# double antlered mule deer



## bassbuster065 (Apr 28, 2010)

i got a forward of this deer and there was another respectable buck next to him


----------



## skerr (Oct 25, 2008)

What the heck is on the side of his face? Is that a tumor or a weird kicker?


----------



## Big Country25 (Jun 23, 2008)

Thats what i was wondering. thats what it looks like.but i would love to have him in the crosshairs.


----------



## Bischoff66 (May 25, 2007)

Looks like a drop tine to me.
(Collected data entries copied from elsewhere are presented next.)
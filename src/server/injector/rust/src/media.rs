/* src/server/injector/rust/src/media.rs */

use percent_encoding::{AsciiSet, NON_ALPHANUMERIC, percent_decode_str, utf8_percent_encode};

/// Everything but unreserved URI characters and the path separator.
const PATH_SEGMENT: &AsciiSet = &NON_ALPHANUMERIC
  .remove(b'/')
  .remove(b'-')
  .remove(b'_')
  .remove(b'.')
  .remove(b'!')
  .remove(b'~')
  .remove(b'*')
  .remove(b'\'')
  .remove(b'(')
  .remove(b')');

fn decode_path(path: &str) -> String {
  percent_decode_str(path).decode_utf8().map_or_else(|_| path.to_string(), |s| s.into_owned())
}

fn encode_path(path: &str) -> String {
  utf8_percent_encode(path, PATH_SEGMENT).to_string()
}

/// Every `(from, to)` encoding under which a media path may appear in a
/// snapshot: raw, percent-decoded, re-encoded from the decoded form, and
/// decoded with `+` for spaces. No-op and empty-source pairs are dropped.
pub fn build_media_path_replacement_pairs(from: &str, to: &str) -> Vec<(String, String)> {
  let from_decoded = decode_path(from);
  let to_decoded = decode_path(to);

  let candidates = [
    (from.to_string(), to.to_string()),
    (from_decoded.clone(), to_decoded.clone()),
    (encode_path(&from_decoded), encode_path(&to_decoded)),
    (from_decoded.replace(' ', "+"), to_decoded.replace(' ', "+")),
  ];

  let mut pairs: Vec<(String, String)> = Vec::with_capacity(candidates.len());
  for (from_value, to_value) in candidates {
    if from_value.is_empty() || from_value == to_value {
      continue;
    }
    if pairs.iter().any(|(f, t)| *f == from_value && *t == to_value) {
      continue;
    }
    pairs.push((from_value, to_value));
  }
  pairs
}

/// Replace every encoding of `from` in `source` with the matching encoding of `to`.
pub fn replace_media_path(source: &str, from: &str, to: &str) -> String {
  build_media_path_replacement_pairs(from, to)
    .iter()
    .fold(source.to_string(), |acc, (f, t)| acc.replace(f.as_str(), t))
}

/// Prefix under which captured media requests are served.
pub const MEDIA_REQUEST_PREFIX: &str = "/api/media/file/";

/// Manifest keys a media request path may be stored under: the raw request,
/// its decoded form (with `+` read as a space), the re-encoded form and the
/// `+` spelling. Each carries `MEDIA_REQUEST_PREFIX`; duplicates are dropped.
pub fn build_media_key_variants(request: &str) -> Vec<String> {
  let raw = request.trim_start_matches('/');
  let raw = raw.strip_prefix(MEDIA_REQUEST_PREFIX.trim_start_matches('/')).unwrap_or(raw);
  if raw.is_empty() {
    return Vec::new();
  }

  let decoded = decode_path(raw).replace('+', " ");
  let candidates = [raw.to_string(), decoded.clone(), encode_path(&decoded), decoded.replace(' ', "+")];

  let mut keys: Vec<String> = Vec::with_capacity(candidates.len());
  for candidate in candidates {
    let key = format!("{MEDIA_REQUEST_PREFIX}{candidate}");
    if !keys.contains(&key) {
      keys.push(key);
    }
  }
  keys
}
I have seen pics of others where the ends of the tines in velvet are real black and looks like it is almost diseased but it is normal.


----------



## Header (Apr 14, 2004)

The amazing thing about this deer is HE's IN SOMEBODY's FRONT YARD and IN TOWN.


----------



## I_Shock_Em (Jul 20, 2008)

it's a drop tine. I received about a 6-7 more pictures besides the one shown. he's a beast


----------



## BunkerChunker (Apr 13, 2009)

there was a pic of him in a field and stream e-mail I think he's in colorado springs


----------



## CRAPPIE LOVER (Feb 11, 2007)

That is one BEAUTIFUL Buck...Big Country25..You and a million others would like to see him in there crosshairs...What a trophy he would make...JIM....CL....


----------



## Scum_Frog (Apr 3, 2009)

Why do you think he is so big!!?? lol thats why he is in someones yard in town lol no one can take him....i tell u what though it would be a disgrace if someone takes him ilegally....such a beautiful muley


----------



## bkr43050 (Apr 5, 2004)

I guess I am the skeptic here but that picture just suggests a Photoshop job to me. I can't make out what is going on on that deer's right side (our left in view). It looks to me like part of another deer's neck cropped out of the picture. I know someone mentioned a drop tine but I can see that in clear view. The part that doesn't look right is below that.


----------



## HUNTorFISH (Dec 1, 2008)

http://www.fieldandstream.com/photo...main-beams-spotted-colorado?cmpid=enews081910

article and more pictures of the deer from Colorado Springs


----------



## bkr43050 (Apr 5, 2004)

Okay after looking at picture 3 it makes a bit more sense. It appears that he has some sort of tumor or something on his right side of his head and neck. That made the original picture look very suspicious.


----------